だいぶ西に帰る(山梨旅行)
帰りから帰りまで
吾輩は横浜市民である。が、この日は東京を歩いてから山梨に帰ることにした。
まず東京を、だいたい夕方まで歩いた。
日没を見送ったら帰る。東京テレポート駅にて埼京線直通電車に乗って揺られること23分、列車は新宿駅へ滑り込む。近隣の大学に通っておきながら新宿事情には疎いので「新南改札ってどこだよ」と思いながら降車、すると目の前のエレベーターがちょうどその新南改札へ出るものだった。迷うことを見越して真ん中の車両に乗り込んでいたのが奏功したらしい。
ニトリやハンズ目当てに二,三度くぐったきりの新南改札を、今度は観光の拠点として抜ける。買いそびれた水を入手しようと周辺のファミマを検索するが(ファミマの中硬水がいちばんおいしい)、慣れない都会では「150メートル」の表記が恐ろしく遠く見え、おとなしくバスタ新宿のデイリーヤマザキに頼ることにした。頭上の案内板に従って左へ、バスタ新宿につながるエスカレーターを上る。
平日定時後ということもあってか、待合室の座席は8,9割ほど埋まっていた。客の内訳はインバウンド6に対して僕ら貧乏学生4くらい、その他が1,2くらいの比率だっただろうか。

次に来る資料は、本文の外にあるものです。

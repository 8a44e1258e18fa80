//! ReplayController: applies streamed input on the secondary.
//!
//! The secondary side of the edge-crossing state machine. `SwitchScreen`
//! activates replay and places the cursor just inside the entry edge; from
//! then on the primary streams *deltas*, so the controller maintains its
//! own cursor position, clamped to the local screen. When the cursor is
//! driven back onto the entry edge, replay stops and control conceptually
//! returns to the primary (which is still sending; those frames are
//! dropped until the next switch).
//!
//! Buttons, scrolls, and keys are applied only while active; arriving
//! while idle they are stale, because the user is on the primary.

use std::sync::Arc;

use tracing::{debug, info};

use mouseshare_core::domain::geometry::{clamp_to_screen, scale_edge_position};
use mouseshare_core::protocol::event::{Edge, Event};

use crate::infrastructure::input_injection::{InjectionError, InputInjector};

/// Whether streamed input is currently being applied.
#[derive(Debug, Clone, Copy, PartialEq, Eq)]
pub enum ReplayState {
    Idle,
    Active,
}

/// The secondary-side focus controller.
pub struct ReplayController {
    state: ReplayState,
    /// Edge the cursor entered through; crossing it again deactivates.
    entry_edge: Option<Edge>,
    cursor_x: i32,
    cursor_y: i32,
    screen_width: i32,
    screen_height: i32,
    /// Sender dimensions for scaling entry positions; updated by
    /// `ScreenInfo`, assumed 1920x1080 until one arrives.
    sender_width: i32,
    sender_height: i32,
    injector: Arc<dyn InputInjector>,
}

impl ReplayController {
    pub fn new(injector: Arc<dyn InputInjector>) -> Self {
        let (screen_width, screen_height) = injector.screen_size();
        Self {
            state: ReplayState::Idle,
            entry_edge: None,
            cursor_x: screen_width / 2,
            cursor_y: screen_height / 2,
            screen_width,
            screen_height,
            sender_width: 1920,
            sender_height: 1080,
            injector,
        }
    }

    pub fn state(&self) -> ReplayState {
        self.state
    }

    pub fn cursor(&self) -> (i32, i32) {
        (self.cursor_x, self.cursor_y)
    }

    /// Handles one decoded frame from the session.
    ///
    /// # Errors
    ///
    /// Returns [`InjectionError`] when the OS refuses a synthetic event;
    /// the caller logs it and keeps going.
    pub fn handle_event(&mut self, event: Event) -> Result<(), InjectionError> {
        match event {
            Event::SwitchScreen { edge, position } => self.activate(edge, position),
            Event::MouseMove { dx, dy, .. } => self.apply_move(dx, dy),
            Event::MouseButton { button, pressed } => {
                if self.state == ReplayState::Active {
                    self.injector.button(button, pressed)?;
                }
                Ok(())
            }
            Event::MouseScroll { dx, dy } => {
                if self.state == ReplayState::Active {
                    self.injector.scroll(dx, dy)?;
                }
                Ok(())
            }
            Event::Key { vk, scan, flags, pressed } => {
                if self.state == ReplayState::Active {
                    self.injector.key(vk, scan, flags, pressed)?;
                }
                Ok(())
            }
            Event::ScreenInfo { width, height } => {
                debug!("primary screen is {width}x{height}");
                self.sender_width = width;
                self.sender_height = height;
                Ok(())
            }
            // Liveness is the transport's concern.
            Event::Keepalive => Ok(()),
        }
    }

    /// The session dropped; any in-flight activation is void.
    pub fn reset(&mut self) {
        self.state = ReplayState::Idle;
        self.entry_edge = None;
    }

    /// Places the cursor just inside `edge`, scaling the along-edge
    /// coordinate from sender pixels to local pixels.
    fn activate(&mut self, edge: Edge, position: i32) -> Result<(), InjectionError> {
        let (x, y) = match edge {
            Edge::Left => (
                0,
                scale_edge_position(position, self.sender_height, self.screen_height),
            ),
            Edge::Right => (
                self.screen_width - 1,
                scale_edge_position(position, self.sender_height, self.screen_height),
            ),
            Edge::Top => (
                scale_edge_position(position, self.sender_width, self.screen_width),
                0,
            ),
            Edge::Bottom => (
                scale_edge_position(position, self.sender_width, self.screen_width),
                self.screen_height - 1,
            ),
        };
        let (x, y) = clamp_to_screen(x, y, self.screen_width, self.screen_height);

        self.state = ReplayState::Active;
        self.entry_edge = Some(edge);
        self.cursor_x = x;
        self.cursor_y = y;
        info!("input active, entry edge {}", edge.name());
        self.injector.move_absolute(x, y)
    }

    fn apply_move(&mut self, dx: i32, dy: i32) -> Result<(), InjectionError> {
        if self.state != ReplayState::Active {
            return Ok(());
        }

        let (x, y) = clamp_to_screen(
            self.cursor_x + dx,
            self.cursor_y + dy,
            self.screen_width,
            self.screen_height,
        );
        self.cursor_x = x;
        self.cursor_y = y;
        self.injector.move_absolute(x, y)?;

        if self.on_entry_edge() {
            // Back where we came in: hand control to the primary and park
            // the cursor off the edge so re-activation starts clean.
            info!("cursor returned to entry edge; input back on primary");
            self.state = ReplayState::Idle;
            self.entry_edge = None;
            self.cursor_x = self.screen_width / 2;
            self.cursor_y = self.screen_height / 2;
            self.injector.move_absolute(self.cursor_x, self.cursor_y)?;
        }
        Ok(())
    }

    fn on_entry_edge(&self) -> bool {
        match self.entry_edge {
            Some(Edge::Left) => self.cursor_x <= 0,
            Some(Edge::Right) => self.cursor_x >= self.screen_width - 1,
            Some(Edge::Top) => self.cursor_y <= 0,
            Some(Edge::Bottom) => self.cursor_y >= self.screen_height - 1,
            None => false,
        }
    }
}

// ── Tests ─────────────────────────────────────────────────────────────────────
//! # Call Errors
//!
//! What a caller sees when a remote call does not produce a value.

use duowire::CodecError;
use duowire::ErrorCode;
use duowire::ErrorObject;

#[derive(Debug)]
pub enum Error {
    /// No usable connection: the session was closed or never bound.
    Disconnected,
    /// The response did not arrive within the client's timeout.
    Timeout,
    /// A structured error, either returned by the peer or raised locally
    /// while decoding the result.
    Rpc(ErrorObject),
    /// The request could not be encoded or sent.
    Codec(CodecError),
}

impl Error {
    /// The wire code, for errors that have one.
    pub fn code(&self) -> Option<i32> {
        match self {
            Self::Rpc(obj) => Some(obj.code),
            _ => None,
        }
    }

    pub fn is(&self, code: ErrorCode) -> bool {
        matches!(self, Self::Rpc(obj) if obj.is(code))
    }

    pub fn error_object(&self) -> Option<&ErrorObject> {
        match self {
            Self::Rpc(obj) => Some(obj),
            _ => None,
        }
    }

    /// Map a failed send. A closed codec means the session is gone.
    pub(crate) fn from_send(e: CodecError) -> Self {
        match e {
            CodecError::Closed => Self::Disconnected,
            other => Self::Codec(other),
        }
    }
}

impl std::fmt::Display for Error {
    fn fmt(&self, f: &mut std::fmt::Formatter<'_>) -> std::fmt::Result {
        match self {
            Self::Disconnected => write!(f, "Disconnected"),
            Self::Timeout => write!(f, "Call timed out"),
            Self::Rpc(obj) => write!(f, "RPC error: {}", obj),
            Self::Codec(e) => write!(f, "Codec error: {}", e),
        }
    }
}

impl std::error::Error for Error {
    fn source(&self) -> Option<&(dyn std::error::Error + 'static)> {
        match self {
            Self::Rpc(obj) => Some(obj),
            Self::Codec(e) => Some(e),
            _ => None,
        }
    }
}

impl From<ErrorObject> for Error {
    fn from(obj: ErrorObject) -> Self {
        Self::Rpc(obj)
    }
}

impl From<ErrorCode> for Error {
    fn from(code: ErrorCode) -> Self {
        Self::Rpc(code.into())
    }
}

impl From<CodecError> for Error {
    fn from(e: CodecError) -> Self {
        Self::Codec(e)
    }
}

pub type Result<T> = std::result::Result<T, Error>;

移動手段に特急や自家用車を選ばなかった層だからか、客層もそれなりに限られるようだ。しばし施設内を見てまわったのちデイリーヤマザキにて「富士山の天然水」と「大きな旨辛豚マヨおにぎり」を購入、おにぎりを水で流し込みながらバスの到着を待つ。目当ては18:15発、富士急ハイランド・河口湖行きの高速バスだ。
バスは5分ほどの間隔で発着を繰り返す。18時10分発の御殿場駅行きを見送ると、すぐに河口湖行きが到着した。運ちゃんに高速バス予約サイトの画面を見せて名前と降車場所を告げ、前方窓際のシートに着席。まもなく発車したバスは雑踏に呑まれる新宿駅南口(もっとも新宿駅らしいあそこだ)を横目に走り、いつの間にか高速道路に乗っていた。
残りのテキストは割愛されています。